Why I Love High-Speed Trading by @Cimmerian999

Separately, and along with my colleagues Aaron Brown, Michael Mendelson and Hitesh Mittal, I have written several articles on high-frequency trading. We believe HFT has lowered investors’ trading costs and that many of the attacks on it are misguided. We have expressed concern that our fragmented, domestic trading infrastructure is technologically risky and due for a hard look, separate from allegations about HFT. Finally, we’ve noted the obvious: that while defending HFT broadly, we can’t and wouldn’t vouch that each HFT trader acts lawfully and ethically (nor would we do so for each Good Humor ice cream salesman).

Bloomberg View contributor Noah Smith recently wrote on HFT. I haven’t responded to other articles on HFT, but Smith focuses directly on our writings and his overall conclusion is very similar to ours, though far more equivocal. So, I will make an exception and respond to Smith — rather than to the legion of rather nutty pieces out there — out of respect, not ire.
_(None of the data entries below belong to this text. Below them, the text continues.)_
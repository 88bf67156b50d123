//! Request and response types for the item admission endpoint.

use serde::{Deserialize, Serialize};

/// Response payload for an admitted item.
#[derive(Debug, Clone, Serialize, Deserialize)]
pub struct AdmitResponse {
    /// Always `"accepted"`.
    pub status: String,
}

impl AdmitResponse {
    pub fn accepted() -> Self {
        Self {
            status: "accepted".to_string(),
        }
    }
}

/// Error payload returned to producers.
#[derive(Debug, Clone, Serialize, Deserialize)]
pub struct ErrorResponse {
    pub message: String,
}
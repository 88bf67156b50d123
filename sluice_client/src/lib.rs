pub mod http;

pub use http::{HttpAdmitClient, HttpAdmitClientError, Result};
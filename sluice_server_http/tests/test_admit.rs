use std::sync::Arc;

use async_trait::async_trait;
use axum::{
    body::Body,
    http::{Request, StatusCode},
};
use sluice_core::{Batch, BatchStore, IngestGateway, Item, ItemStore, StoreError};
use sluice_server_http::IngestServer;
use tower::ServiceExt;

/// Store double whose every operation fails, driving the gateway past its
/// retry budget.
struct BrokenStore;

#[async_trait]
impl ItemStore for BrokenStore {
    async fn add(&self, _item: Item) -> Result<(), StoreError> {
        Err(StoreError::Internal {
            message: "store offline".to_string(),
        })
    }

    async fn take(&self) -> Result<Batch, StoreError> {
        Err(StoreError::Internal {
            message: "store offline".to_string(),
        })
    }
}

fn post_item(payload: &'static str) -> Request<Body> {
    Request::builder()
        .method("POST")
        .uri("/v1/items")
        .body(Body::from(payload))
        .expect("build request")
}

#[tokio::test]
async fn admitted_item_returns_accepted() {
    let store = Arc::new(BatchStore::new(4));
    let router = IngestServer::new(IngestGateway::new(store.clone())).into_router();

    let response = router.oneshot(post_item("payload")).await.expect("request");

    assert_eq!(response.status(), StatusCode::OK);

    let body = axum::body::to_bytes(response.into_body(), usize::MAX)
        .await
        .expect("read body");
    let parsed: serde_json::Value = serde_json::from_slice(&body).expect("parse body");
    assert_eq!(parsed["status"], "accepted");

    assert_eq!(
        store.snapshot().await,
        vec![vec![Item::new("payload".as_bytes().to_vec())]],
    );
}

#[tokio::test]
async fn failed_admission_returns_server_error() {
    let router = IngestServer::new(IngestGateway::new(Arc::new(BrokenStore))).into_router();

    let response = router.oneshot(post_item("payload")).await.expect("request");

    assert_eq!(response.status(), StatusCode::INTERNAL_SERVER_ERROR);

    let body = axum::body::to_bytes(response.into_body(), usize::MAX)
        .await
        .expect("read body");
    let parsed: serde_json::Value = serde_json::from_slice(&body).expect("parse body");
    assert!(
        parsed["message"]
            .as_str()
            .expect("message field")
            .contains("admission failed")
    );
}
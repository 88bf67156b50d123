//! HTTP client for pushing items to a sluice server.

use reqwest::StatusCode;
use snafu::{ResultExt, Snafu};
use sluice_server_http::{AdmitResponse, ErrorResponse};

/// A client for admitting items over HTTP.
#[derive(Debug, Clone)]
pub struct HttpAdmitClient {
    client: reqwest::Client,
    base_url: String,
}

#[derive(Debug, Snafu)]
pub enum HttpAdmitClientError {
    #[snafu(display("Request error"))]
    Request { source: reqwest::Error },
    #[snafu(display("Response error: status={status}, message={message}"))]
    Response { status: StatusCode, message: String },
}

pub type Result<T, E = HttpAdmitClientError> = std::result::Result<T, E>;

impl HttpAdmitClient {
    /// Create a new HTTP admit client.
    pub fn new(base_url: impl Into<String>) -> Self {
        Self {
            client: reqwest::Client::new(),
            base_url: base_url.into(),
        }
    }

    /// Sends one opaque item payload to the server.
    pub async fn admit(&self, payload: impl Into<Vec<u8>>) -> Result<AdmitResponse> {
        let url = format!("{}/v1/items", self.base_url);

        let response = self
            .client
            .post(&url)
            .body(payload.into())
            .send()
            .await
            .context(RequestSnafu {})?;

        let status = response.status();
        if status.is_success() {
            return response
                .json::<AdmitResponse>()
                .await
                .context(RequestSnafu {});
        }

        let message = match response.json::<ErrorResponse>().await {
            Ok(error) => error.message,
            Err(_) => "unknown error".to_string(),
        };

        ResponseSnafu { status, message }.fail()
    }
}
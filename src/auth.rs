use std::sync::Arc;

use async_trait::async_trait;
use pgwire::api::auth::{AuthSource, LoginInfo, Password};
use pgwire::error::{ErrorInfo, PgWireError, PgWireResult};

use crate::catalog::Directory;

/// Shared-secret password auth. Only logins known to the directory may
/// connect; the login name becomes the acting identity.
#[derive(Debug)]
pub struct RoombookAuthSource {
    password: String,
    directory: Arc<dyn Directory>,
}

impl RoombookAuthSource {
    pub fn new(password: String, directory: Arc<dyn Directory>) -> Self {
        Self { password, directory }
    }
}

#[async_trait]
impl AuthSource for RoombookAuthSource {
    async fn get_password(&self, login: &LoginInfo) -> PgWireResult<Password> {
        let user = login.user().unwrap_or_default();
        if self.directory.actor(user).is_none() {
            metrics::counter!(crate::observability::AUTH_FAILURES_TOTAL).increment(1);
            tracing::debug!("rejecting unknown login {user:?}");
            return Err(PgWireError::UserError(Box::new(ErrorInfo::new(
                "FATAL".into(),
                "28000".into(),
                format!("unknown user: {user}"),
            ))));
        }
        Ok(Password::new(None, self.password.as_bytes().to_vec()))
    }
}
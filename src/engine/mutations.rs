use chrono::{NaiveDateTime, Utc};
use tokio::sync::OwnedRwLockWriteGuard;
use tracing::{debug, info};
use ulid::Ulid;

use crate::limits::*;
use crate::model::*;

use super::conflict::{check_no_conflict, monotonic_now};
use super::lifecycle::{require_admin, require_owner, step};
use super::validate::{
    today, validate_capacity, validate_date, validate_notes, validate_purpose, validate_slot_range,
};
use super::{Engine, EngineError, ResourceBook, Transition};

fn default_notes(actor: &str, action: AuditAction) -> String {
    format!("{actor} {action} the reservation")
}

impl Engine {
    /// Validate and persist a new Pending reservation for `actor`.
    ///
    /// Validation runs in a fixed order before anything is locked: the date
    /// first, then purpose, catalog lookups, slot range and participants
    /// against capacity. The
    /// conflict check then runs under the resource's write lock, so two
    /// requests for the same (resource, slot, date) cannot both succeed.
    pub async fn create_reservation(
        &self,
        actor: &Actor,
        request: ReservationRequest,
    ) -> Result<Reservation, EngineError> {
        validate_date(request.date, today())?;
        validate_purpose(&request.purpose)?;
        let resource = self
            .catalog
            .resource(&request.resource_id)
            .filter(|r| r.active)
            .ok_or(EngineError::NotFound(request.resource_id))?;
        let slot = self
            .catalog
            .slot(&request.slot_id)
            .filter(|s| s.active)
            .ok_or(EngineError::NotFound(request.slot_id))?;
        validate_slot_range(&slot)?;
        validate_capacity(request.participants, resource.capacity)?;

        let book = self.book_for(resource.id);
        let mut guard = book.write().await;
        if self.reservation_to_resource.contains_key(&request.id) {
            return Err(EngineError::AlreadyExists(request.id));
        }
        if guard.len() >= MAX_RESERVATIONS_PER_RESOURCE {
            return Err(EngineError::LimitExceeded("too many reservations on resource"));
        }
        if let Err(e) = check_no_conflict(&guard, slot.id, request.date) {
            metrics::counter!(crate::observability::RESERVATION_CONFLICTS_TOTAL).increment(1);
            debug!(
                "conflict on resource {} slot {} date {}: {e}",
                resource.id, slot.id, request.date
            );
            return Err(e);
        }

        let now = Utc::now();
        let reservation = Reservation {
            id: request.id,
            requester: actor.id.clone(),
            resource_id: resource.id,
            slot_id: slot.id,
            date: request.date,
            purpose: request.purpose,
            participants: request.participants,
            status: ReservationStatus::Pending,
            created_at: now,
            updated_at: now,
        };
        let audit = ReservationEvent {
            id: Ulid::new(),
            reservation_id: reservation.id,
            action: AuditAction::Created,
            actor: actor.id.clone(),
            notes: default_notes(&actor.id, AuditAction::Created),
            created_at: now,
        };
        let event = Event::ReservationCreated {
            reservation: reservation.clone(),
            audit,
        };
        self.persist_and_apply(&mut guard, &event).await?;

        metrics::counter!(crate::observability::RESERVATIONS_CREATED_TOTAL).increment(1);
        info!(
            "reservation {} created by {} for {} on {}",
            reservation.id, actor.id, resource.name, reservation.date
        );
        Ok(reservation)
    }

    /// Pending → Confirmed. Admins only.
    pub async fn approve_reservation(
        &self,
        admin: &Actor,
        id: Ulid,
        notes: Option<String>,
    ) -> Result<Reservation, EngineError> {
        require_admin(admin, Transition::Approve)?;
        if let Some(n) = &notes {
            validate_notes(n)?;
        }
        let mut guard = self.resolve_reservation_write(&id).await?;
        let current = lookup(&guard, id)?;
        let target = step(&current, Transition::Approve)?;
        self.commit_transition(&mut guard, &current, Transition::Approve, target, &admin.id, notes)
            .await
    }

    /// Pending → Cancelled by an admin's decision.
    pub async fn reject_reservation(
        &self,
        admin: &Actor,
        id: Ulid,
        notes: Option<String>,
    ) -> Result<Reservation, EngineError> {
        require_admin(admin, Transition::Reject)?;
        if let Some(n) = &notes {
            validate_notes(n)?;
        }
        let mut guard = self.resolve_reservation_write(&id).await?;
        let current = lookup(&guard, id)?;
        let target = step(&current, Transition::Reject)?;
        self.commit_transition(&mut guard, &current, Transition::Reject, target, &admin.id, notes)
            .await
    }

    /// Requester withdraws a Pending or Confirmed reservation.
    pub async fn cancel_reservation(&self, actor: &Actor, id: Ulid) -> Result<Reservation, EngineError> {
        let mut guard = self.resolve_reservation_write(&id).await?;
        let current = lookup(&guard, id)?;
        require_owner(actor, &current, Transition::Cancel)?;
        let target = step(&current, Transition::Cancel)?;
        self.commit_transition(&mut guard, &current, Transition::Cancel, target, &actor.id, None)
            .await
    }

    /// Confirmed → Completed once the slot has ended on its date. Performed
    /// by the system, never by a user.
    pub async fn complete_reservation(&self, id: Ulid, now: NaiveDateTime) -> Result<Reservation, EngineError> {
        let mut guard = self.resolve_reservation_write(&id).await?;
        let current = lookup(&guard, id)?;
        let target = step(&current, Transition::Complete)?;
        let slot = self
            .catalog
            .slot(&current.slot_id)
            .ok_or(EngineError::NotFound(current.slot_id))?;
        let ends_at = slot.ends_on(current.date);
        if now < ends_at {
            return Err(EngineError::NotYetElapsed { id, ends_at });
        }
        self.commit_transition(&mut guard, &current, Transition::Complete, target, SYSTEM_ACTOR, None)
            .await
    }

    async fn commit_transition(
        &self,
        guard: &mut OwnedRwLockWriteGuard<ResourceBook>,
        current: &Reservation,
        transition: Transition,
        target: ReservationStatus,
        actor: &str,
        notes: Option<String>,
    ) -> Result<Reservation, EngineError> {
        let action = transition.audit_action();
        let at = monotonic_now(self.audit.last_timestamp(&current.id));
        let audit = ReservationEvent {
            id: Ulid::new(),
            reservation_id: current.id,
            action,
            actor: actor.to_string(),
            notes: notes.unwrap_or_else(|| default_notes(actor, action)),
            created_at: at,
        };
        let event = Event::StatusChanged {
            id: current.id,
            resource_id: current.resource_id,
            status: target,
            at,
            audit,
        };
        self.persist_and_apply(guard, &event).await?;

        metrics::counter!(crate::observability::TRANSITIONS_TOTAL, "transition" => transition.as_str())
            .increment(1);
        info!(
            "reservation {} {} -> {} by {actor}",
            current.id, current.status, target
        );
        lookup(guard, current.id)
    }
}

fn lookup(book: &ResourceBook, id: Ulid) -> Result<Reservation, EngineError> {
    book.get(&id).cloned().ok_or(EngineError::NotFound(id))
}
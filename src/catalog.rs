//! Read-only collaborators: the room/slot catalog and the identity directory.
//!
//! The engine only ever reads through these traits. The server loads a
//! [`StaticCatalog`] from a JSON file at startup.

use std::collections::HashMap;
use std::path::Path;

use serde::Deserialize;
use thiserror::Error;
use ulid::Ulid;

use crate::limits::MAX_ACTOR_ID_LEN;
use crate::model::{Actor, Resource, Slot};

pub trait Catalog: Send + Sync {
    fn resource(&self, id: &Ulid) -> Option<Resource>;
    fn slot(&self, id: &Ulid) -> Option<Slot>;
    /// Every slot, active or not.
    fn slots(&self) -> Vec<Slot>;
}

pub trait Directory: Send + Sync + std::fmt::Debug {
    fn actor(&self, login: &str) -> Option<Actor>;
}

#[derive(Debug, Error)]
pub enum CatalogError {
    #[error("cannot read catalog: {0}")]
    Io(#[from] std::io::Error),
    #[error("malformed catalog: {0}")]
    Json(#[from] serde_json::Error),
    #[error("resource {0} must have a positive capacity")]
    ZeroCapacity(Ulid),
    #[error("slot {0} ends at or before it starts")]
    InvertedSlot(Ulid),
    #[error("actor id {0:?} must be 1 to {max} bytes", max = MAX_ACTOR_ID_LEN)]
    BadActorId(String),
    #[error("duplicate id in catalog: {0}")]
    Duplicate(String),
}

#[derive(Debug, Default, Deserialize)]
struct CatalogFile {
    #[serde(default)]
    resources: Vec<Resource>,
    #[serde(default)]
    slots: Vec<Slot>,
    #[serde(default)]
    actors: Vec<Actor>,
}

/// Immutable in-memory catalog + directory.
#[derive(Debug, Default, Clone)]
pub struct StaticCatalog {
    resources: HashMap<Ulid, Resource>,
    slots: HashMap<Ulid, Slot>,
    actors: HashMap<String, Actor>,
}

impl StaticCatalog {
    pub fn new() -> Self {
        Self::default()
    }

    pub fn load(path: &Path) -> Result<Self, CatalogError> {
        let text = std::fs::read_to_string(path)?;
        Self::from_json(&text)
    }

    pub fn from_json(text: &str) -> Result<Self, CatalogError> {
        let file: CatalogFile = serde_json::from_str(text)?;
        let mut catalog = Self::new();
        for r in file.resources {
            if r.capacity == 0 {
                return Err(CatalogError::ZeroCapacity(r.id));
            }
            if catalog.resources.contains_key(&r.id) {
                return Err(CatalogError::Duplicate(r.id.to_string()));
            }
            catalog.resources.insert(r.id, r);
        }
        for s in file.slots {
            if !s.is_well_formed() {
                return Err(CatalogError::InvertedSlot(s.id));
            }
            if catalog.slots.contains_key(&s.id) {
                return Err(CatalogError::Duplicate(s.id.to_string()));
            }
            catalog.slots.insert(s.id, s);
        }
        for a in file.actors {
            if a.id.is_empty() || a.id.len() > MAX_ACTOR_ID_LEN {
                return Err(CatalogError::BadActorId(a.id));
            }
            if catalog.actors.contains_key(&a.id) {
                return Err(CatalogError::Duplicate(a.id));
            }
            catalog.actors.insert(a.id.clone(), a);
        }
        Ok(catalog)
    }

    /// Builder-style insert, bypassing the load-time checks so tests can
    /// register malformed entries.
    pub fn with_resource(mut self, resource: Resource) -> Self {
        self.resources.insert(resource.id, resource);
        self
    }

    pub fn with_slot(mut self, slot: Slot) -> Self {
        self.slots.insert(slot.id, slot);
        self
    }

    pub fn with_actor(mut self, actor: Actor) -> Self {
        self.actors.insert(actor.id.clone(), actor);
        self
    }

    pub fn resource_count(&self) -> usize {
        self.resources.len()
    }

    pub fn slot_count(&self) -> usize {
        self.slots.len()
    }
}

impl Catalog for StaticCatalog {
    fn resource(&self, id: &Ulid) -> Option<Resource> {
        self.resources.get(id).cloned()
    }

    fn slot(&self, id: &Ulid) -> Option<Slot> {
        self.slots.get(id).cloned()
    }

    fn slots(&self) -> Vec<Slot> {
        self.slots.values().cloned().collect()
    }
}

impl Directory for StaticCatalog {
    fn actor(&self, login: &str) -> Option<Actor> {
        self.actors.get(login).cloned()
    }
}
use std::sync::Arc;
use std::time::Duration;

use chrono::{Local, NaiveDateTime};
use tracing::info;

use crate::engine::Engine;

/// Background task that periodically completes confirmed reservations whose
/// slot has ended.
pub async fn run_completion_sweeper(engine: Arc<Engine>, period: Duration) {
    let mut interval = tokio::time::interval(period);
    loop {
        interval.tick().await;
        sweep(&engine, Local::now().naive_local()).await;
    }
}

/// One pass. Returns how many reservations were completed.
pub async fn sweep(engine: &Engine, now: NaiveDateTime) -> usize {
    let mut completed = 0;
    for id in engine.collect_elapsed(now).await {
        match engine.complete_reservation(id, now).await {
            Ok(_) => {
                info!("completed elapsed reservation {id}");
                metrics::counter!(crate::observability::SWEEPER_COMPLETED_TOTAL).increment(1);
                completed += 1;
            }
            Err(e) => {
                // Cancelled between collection and completion.
                tracing::debug!("sweeper skip {id}: {e}");
            }
        }
    }
    completed
}
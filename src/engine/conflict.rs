use chrono::{DateTime, NaiveDate, Utc};
use ulid::Ulid;

use super::store::ResourceBook;
use super::EngineError;

/// Audit timestamps never run backwards within one reservation's trail.
pub(crate) fn monotonic_now(last: Option<DateTime<Utc>>) -> DateTime<Utc> {
    let now = Utc::now();
    match last {
        Some(prev) if prev > now => prev,
        _ => now,
    }
}

/// Fails if an active reservation already holds `(slot, date)` on this book.
/// Only meaningful while the caller holds the book's write lock.
pub(crate) fn check_no_conflict(book: &ResourceBook, slot_id: Ulid, date: NaiveDate) -> Result<(), EngineError> {
    match book.occupant(slot_id, date) {
        Some(existing) => Err(EngineError::Conflict(existing)),
        None => Ok(()),
    }
}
First things first. Smith calls me a “hedge fund magnate.” Although being a magnate sounds kind of cool, my firm — AQR Capital Management — is more of a diversified-investment manager than a hedge fund. We manage a lot of traditional funds as well as hedge funds. In the hedge-fund space, AQR is known for demystifying strategies and rationalizing fees (in other words, lowering them), so the whole label is a little off. Still, it’s more interesting and punchy than “the senior guy at a midsize investment manager” and clearly “magnate” is better for me than “plutocrat,” “oligarch” or “fat cat,” so maybe I should feel lucky.